Work item - Which lines in the data below contain the word "echo"? Copy each of them.

Data for analysis -
impl QueueManager {
    pub fn new(factory: Arc<dyn TransportFactory>, config: QueueConfig) -> Self {
        Self {
            factory,
            config,
            sessions: RwLock::new(HashMap::new()),
            shutdown: CancellationToken::new(),
            closed: AtomicBool::new(false),
        }
    }

    /// Queue `content` for `session_id` at default priority.
    pub async fn enqueue(
        &self,
        session_id: &str,
        content: impl Into<String>,
    ) -> Result<QueryHandle, QueueError> {
        self.enqueue_with_priority(session_id, content, 0).await
    }

    /// Queue `content` for `session_id`. Higher priorities dispatch first;
    /// equal priorities are FIFO. The session is created on first use.
    pub async fn enqueue_with_priority(
        &self,
        session_id: &str,
        content: impl Into<String>,
        priority: i32,
    ) -> Result<QueryHandle, QueueError> {
        let queue = self.session_or_create(session_id).await?;
        let id = Uuid::new_v4().to_string();
        let handle = QueryHandle::new(id.clone(), session_id, queue.shutdown.child_token());
        let message = QueuedMessage {
            id: id.clone(),
            session_id: session_id.to_string(),
            content: content.into(),
            priority,
            enqueued_at: SystemTime::now(),
            status: MessageStatus::Queued,
            handle: handle.clone(),
            error: None,
        };

        queue.state.lock().await.enqueue(message);
        if queue.shutdown.is_cancelled() {
            // The session was removed after lookup; its worker is gone.
            handle.cancel_with(QueryError::ShuttingDown);
            return Err(QueueError::ShuttingDown);
        }
        queue.notify.notify_one();
        debug!(session_id, message_id = %id, priority, "Message enqueued");
        Ok(handle)
    }

    /// Remove a pending message and cancel its handle. Fails if the
    /// message is already processing.
    pub async fn remove_from_queue(
        &self,
        session_id: &str,
        message_id: &str,
    ) -> Result<QueuedMessage, QueueError> {
        let queue = self.session(session_id).await?;
        let removed = queue.state.lock().await.remove(message_id)?;
        removed.handle.cancel();
        info!(session_id, message_id, "Message removed from queue");
        Ok(removed)
    }

    /// Remove every pending message. The in-flight message keeps running.
    pub async fn clear_queue(&self, session_id: &str) -> Result<usize, QueueError> {
        let queue = self.session(session_id).await?;
        let removed = queue.state.lock().await.clear();
        for message in &removed {
            message.handle.cancel();
        }
        info!(session_id, count = removed.len(), "Queue cleared");
        Ok(removed.len())
    }

    /// Set the dispatch order of the pending messages. `order` must list
    /// every pending message ID exactly once.
    pub async fn reorder(&self, session_id: &str, order: &[String]) -> Result<(), QueueError> {
        let queue = self.session(session_id).await?;
        queue.state.lock().await.reorder(order)?;
        debug!(session_id, "Queue reordered");
        Ok(())
    }

    pub async fn set_priority(
        &self,
        session_id: &str,
        message_id: &str,
        priority: i32,
    ) -> Result<(), QueueError> {
        let queue = self.session(session_id).await?;
        queue.state.lock().await.set_priority(message_id, priority)?;
        debug!(session_id, message_id, priority, "Priority changed");
        Ok(())
    }

    /// Stop dispatching for `session_id`. The in-flight message, if any,
    /// runs to completion. Creates the session if it does not exist.
    pub async fn pause(&self, session_id: &str) -> Result<(), QueueError> {
        let queue = self.session_or_create(session_id).await?;
        queue.state.lock().await.set_paused(true);
        info!(session_id, "Queue paused");
        Ok(())
    }

    /// Resume dispatching in the existing pending order.
    pub async fn resume(&self, session_id: &str) -> Result<(), QueueError> {
        let queue = self.session(session_id).await?;
        queue.state.lock().await.set_paused(false);
        queue.notify.notify_one();
        info!(session_id, "Queue resumed");
        Ok(())
    }

    /// Look up a message: pending, processing, or in recent history.
    pub async fn get_message(
        &self,
        session_id: &str,
        message_id: &str,
    ) -> Result<QueuedMessage, QueueError> {
        let queue = self.session(session_id).await?;
        let found = queue.state.lock().await.get(message_id);
        found.ok_or_else(|| QueueError::MessageNotFound {
            message_id: message_id.to_string(),
        })
    }

    /// Pending messages in dispatch order.
    pub async fn list_pending(&self, session_id: &str) -> Result<Vec<QueuedMessage>, QueueError> {
        let queue = self.session(session_id).await?;
        let pending = queue.state.lock().await.pending();
        Ok(pending)
    }

    /// Finished and removed messages, oldest first, bounded by
    /// `history_limit`.
    pub async fn history(&self, session_id: &str) -> Result<Vec<QueuedMessage>, QueueError> {
        let queue = self.session(session_id).await?;
        let history = queue.state.lock().await.history();
        Ok(history)
    }

    pub async fn queue_status(&self, session_id: &str) -> Result<QueueStats, QueueError> {
        let queue = self.session(session_id).await?;
        let stats = queue.state.lock().await.stats(session_id);
        Ok(stats)
    }

    /// IDs of all live sessions, sorted.
    pub async fn sessions(&self) -> Vec<String> {
        let mut ids: Vec<String> = self.sessions.read().await.keys().cloned().collect();
        ids.sort();
        ids
    }

    /// Stop one session's worker, cancel its pending messages, and close
    /// its transport.
    pub async fn remove_session(&self, session_id: &str) -> Result<(), QueueError> {
        let entry = self
            .sessions
            .write()
            .await
            .remove(session_id)
            .ok_or_else(|| QueueError::SessionNotFound {
                session_id: session_id.to_string(),
            })?;

        entry.queue.shutdown.cancel();
        let abandoned = self
            .join_workers(vec![(session_id.to_string(), entry)])
            .await;
        info!(session_id, "Session removed");
        if abandoned.is_empty() {
            Ok(())
        } else {
            Err(QueueError::ShutdownTimeout { abandoned })
        }
    }

    /// Stop all workers and wait for them, bounded by
    /// `shutdown_timeout_secs`.
    ///
    /// Workers still running at the deadline are aborted and reported as
    /// [`QueueError::ShutdownTimeout`]. Later calls return `Ok`.
    pub async fn close(&self) -> Result<(), QueueError> {
        if self.closed.swap(true, Ordering::SeqCst) {
            return Ok(());
        }
        info!("Closing queue manager");
        self.shutdown.cancel();

        let entries: Vec<(String, SessionEntry)> =
            self.sessions.write().await.drain().collect();
        let abandoned = self.join_workers(entries).await;

        if abandoned.is_empty() {
            info!("Queue manager closed");
            Ok(())
        } else {
            warn!(?abandoned, "Queue manager closed with abandoned workers");
            Err(QueueError::ShutdownTimeout { abandoned })
        }
    }

    /// Wait for stopped workers until the shutdown deadline; abort the rest.
    async fn join_workers(&self, entries: Vec<(String, SessionEntry)>) -> Vec<String> {
        let deadline = tokio::time::Instant::now() + self.config.shutdown_timeout();
        let mut abandoned = Vec::new();

        for (session_id, mut entry) in entries {
            if tokio::time::timeout_at(deadline, &mut entry.worker)
                .await
                .is_ok()
            {
                continue;
            }
            warn!(%session_id, "Worker did not stop in time, aborting");
            entry.worker.abort();

            // An aborted worker never reaches its own cleanup.
            let unfinished = entry.queue.state.lock().await.drain_unfinished();
            for message in unfinished {
                message.handle.cancel_with(QueryError::ShuttingDown);
            }
            abandoned.push(session_id);
        }
        abandoned.sort();
        abandoned
    }

    async fn session(&self, session_id: &str) -> Result<Arc<SessionQueue>, QueueError> {
        self.sessions
            .read()
            .await
            .get(session_id)
            .map(|entry| Arc::clone(&entry.queue))
            .ok_or_else(|| QueueError::SessionNotFound {
                session_id: session_id.to_string(),
            })
    }

    async fn session_or_create(&self, session_id: &str) -> Result<Arc<SessionQueue>, QueueError> {
        if self.shutdown.is_cancelled() {
            return Err(QueueError::ShuttingDown);
        }
        if let Ok(queue) = self.session(session_id).await {
            return Ok(queue);
        }

        let mut sessions = self.sessions.write().await;
        // Re-check under the write lock; close may have drained the map.
        if self.shutdown.is_cancelled() {
            return Err(QueueError::ShuttingDown);
        }
        if let Some(entry) = sessions.get(session_id) {
            return Ok(Arc::clone(&entry.queue));
        }

        let queue = Arc::new(SessionQueue::new(
            session_id.to_string(),
            self.config.history_limit,
            self.shutdown.child_token(),
        ));
        let worker = Worker::new(
            Arc::clone(&queue),
            Arc::clone(&self.factory),
            self.config.clone(),
        );
        let handle = tokio::spawn(worker.run());
        sessions.insert(
            session_id.to_string(),
            SessionEntry {
                queue: Arc::clone(&queue),
                worker: handle,
            },
        );
        info!(session_id, "Session created");
        Ok(queue)
    }
}
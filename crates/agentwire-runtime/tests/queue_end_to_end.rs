#![cfg(unix)]
#![allow(clippy::unwrap_used, clippy::expect_used, clippy::panic)]

//! Queue manager driving real subprocess transports.

mod common;

use std::sync::Arc;

use agentwire_core::AgentOptions;
use agentwire_core::config::{QueueConfig, TransportConfig};
use agentwire_core::ndjson::Message;
use agentwire_runtime::{
    MessageStatus, QueryError, QueryHandle, QueueManager, SubprocessTransportFactory,
};

use common::fake_agent;

fn manager(dir: &tempfile::TempDir) -> QueueManager {
    let options = AgentOptions {
        cli_path: Some(fake_agent(dir.path())),
        ..AgentOptions::default()
    };
    let factory = Arc::new(SubprocessTransportFactory::new(
        options,
        TransportConfig::default(),
    ));
    QueueManager::new(
        factory,
        QueueConfig {
            poll_interval_ms: 20,
            ..QueueConfig::default()
        },
    )
}

async fn reply_text(handle: &QueryHandle) -> String {
    let mut rx = handle.take_messages().unwrap();
    let mut text = String::new();
    while let Some(msg) = rx.recv().await {
        if let Message::Assistant(a) = msg {
            text.push_str(&a.text());
        }
    }
    text
}

#[tokio::test]
async fn prompts_are_answered_in_order() {
    let dir = tempfile::TempDir::new().unwrap();
    let m = manager(&dir);

    let mut handles = Vec::new();
    for prompt in ["one", "two", "three"] {
        handles.push(m.enqueue("e2e", prompt).await.unwrap());
    }
    for (handle, prompt) in handles.iter().zip(["one", "two", "three"]) {
        assert_eq!(reply_text(handle).await, format!("echo: {prompt}"));
        assert_eq!(handle.wait().await, Ok(()));
    }

    m.close().await.unwrap();
}

#[tokio::test]
async fn crashed_agent_is_restarted_for_next_prompt() {
    let dir = tempfile::TempDir::new().unwrap();
    let m = manager(&dir);

    let doomed = m.enqueue("e2e", "die").await.unwrap();
    let survivor = m.enqueue("e2e", "still here").await.unwrap();

    let err = doomed.wait().await.unwrap_err();
    assert!(
        matches!(err, QueryError::Transport(ref text) if text.contains("asked to die")),
        "{err:?}"
    );
    assert_eq!(reply_text(&survivor).await, "echo: still here");
    assert_eq!(survivor.wait().await, Ok(()));

    let doomed_entry = m.get_message("e2e", doomed.id()).await.unwrap();
    assert_eq!(doomed_entry.status, MessageStatus::Failed);
    m.close().await.unwrap();
}

#[tokio::test]
async fn close_terminates_idle_agents() {
    let dir = tempfile::TempDir::new().unwrap();
    let m = manager(&dir);

    m.enqueue("a", "x").await.unwrap().wait().await.unwrap();
    m.enqueue("b", "y").await.unwrap().wait().await.unwrap();
    assert_eq!(m.sessions().await, vec!["a", "b"]);

    m.close().await.unwrap();
    assert!(m.sessions().await.is_empty());
}
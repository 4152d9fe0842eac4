//! Configuration resolution for agentwire.
//!
//! Implements hierarchical config resolution:
//! 1. Built-in defaults
//! 2. Global config (~/.config/agentwire/settings.json)
//! 3. Project config (.agentwire/settings.json)
//! 4. Environment variables
//! 5. CLI arguments (highest priority, applied by the binary)

use serde::{Deserialize, Serialize};
use std::path::{Path, PathBuf};
use std::time::Duration;

use crate::error::{Error, Result};
use crate::ndjson::MAX_BUFFER_SIZE;

/// Complete agentwire configuration.
#[derive(Debug, Clone, Serialize, Deserialize, Default)]
pub struct Config {
    #[serde(default)]
    pub transport: TransportConfig,
    #[serde(default)]
    pub queue: QueueConfig,
}

/// Transport and decoder settings.
#[derive(Debug, Clone, Serialize, Deserialize)]
#[serde(default)]
pub struct TransportConfig {
    /// Explicit path to the agent CLI; skips discovery when set.
    pub cli_path: Option<PathBuf>,
    /// Ceiling for the decoder's raw buffer, in bytes.
    pub max_buffer_size: usize,
    /// Capacity of the message and error streams.
    pub channel_capacity: usize,
}

impl Default for TransportConfig {
    fn default() -> Self {
        Self {
            cli_path: None,
            max_buffer_size: MAX_BUFFER_SIZE,
            channel_capacity: 64,
        }
    }
}

/// Session queue settings.
#[derive(Debug, Clone, Serialize, Deserialize)]
#[serde(default)]
pub struct QueueConfig {
    /// Fallback poll interval for idle workers (milliseconds).
    pub poll_interval_ms: u64,
    /// How long `close` waits for workers before aborting them (seconds).
    pub shutdown_timeout_secs: u64,
    /// Finished messages retained per session.
    pub history_limit: usize,
    /// How long a worker drains a cancelled turn's output (seconds).
    pub drain_timeout_secs: u64,
}

impl Default for QueueConfig {
    fn default() -> Self {
        Self {
            poll_interval_ms: 100,
            shutdown_timeout_secs: 10,
            history_limit: 100,
            drain_timeout_secs: 30,
        }
    }
}

impl QueueConfig {
    pub const fn poll_interval(&self) -> Duration {
        Duration::from_millis(self.poll_interval_ms)
    }

    pub const fn shutdown_timeout(&self) -> Duration {
        Duration::from_secs(self.shutdown_timeout_secs)
    }

    pub const fn drain_timeout(&self) -> Duration {
        Duration::from_secs(self.drain_timeout_secs)
    }
}

/// Load configuration with hierarchical resolution.
pub fn load_config(project_dir: Option<&Path>) -> Result<Config> {
    let mut config = Config::default();

    if let Some(global_path) = global_config_path()
        && global_path.exists()
    {
        config = merge_file(config, &global_path)?;
    }

    if let Some(dir) = project_dir {
        let project_path = dir.join(".agentwire").join("settings.json");
        if project_path.exists() {
            config = merge_file(config, &project_path)?;
        }
    }

    apply_env_overrides(&mut config, |key| std::env::var(key).ok());
    Ok(config)
}

/// Get the global config file path.
pub fn global_config_path() -> Option<PathBuf> {
    #[cfg(target_os = "macos")]
    {
        dirs::home_dir().map(|h| h.join("Library/Application Support/agentwire/settings.json"))
    }
    #[cfg(not(target_os = "macos"))]
    {
        dirs::config_dir().map(|p| p.join("agentwire").join("settings.json"))
    }
}

/// Overlay a settings file on `base`.
///
/// Only keys present in the file override; the file is merged at the JSON
/// level so a partial file never resets unrelated fields to defaults.
fn merge_file(base: Config, path: &Path) -> Result<Config> {
    let content = std::fs::read_to_string(path).map_err(|e| {
        Error::Config(format!("Failed to read config file {}: {}", path.display(), e))
    })?;
    let overlay: serde_json::Value = serde_json::from_str(&content).map_err(|e| {
        Error::Config(format!("Failed to parse config file {}: {}", path.display(), e))
    })?;

    let mut merged = serde_json::to_value(base)?;
    merge_json(&mut merged, overlay);
    serde_json::from_value(merged).map_err(|e| {
        Error::Config(format!("Invalid config file {}: {}", path.display(), e))
    })
}

fn merge_json(base: &mut serde_json::Value, overlay: serde_json::Value) {
    match (base, overlay) {
        (serde_json::Value::Object(base), serde_json::Value::Object(overlay)) => {
            for (key, value) in overlay {
                merge_json(base.entry(key).or_insert(serde_json::Value::Null), value);
            }
        }
        (slot, value) => *slot = value,
    }
}

fn apply_env_overrides(config: &mut Config, var: impl Fn(&str) -> Option<String>) {
    if let Some(val) = var("AGENTWIRE_CLI_PATH")
        && !val.is_empty()
    {
        config.transport.cli_path = Some(PathBuf::from(val));
    }
    if let Some(n) = var("AGENTWIRE_MAX_BUFFER_SIZE").and_then(|v| v.parse().ok()) {
        config.transport.max_buffer_size = n;
    }
    if let Some(n) = var("AGENTWIRE_CHANNEL_CAPACITY").and_then(|v| v.parse().ok()) {
        config.transport.channel_capacity = n;
    }
    if let Some(n) = var("AGENTWIRE_SHUTDOWN_TIMEOUT").and_then(|v| v.parse().ok()) {
        config.queue.shutdown_timeout_secs = n;
    }
}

Result for this task -
        assert_eq!(reply_text(handle).await, format!("echo: {prompt}"));
    assert_eq!(reply_text(&survivor).await, "echo: still here");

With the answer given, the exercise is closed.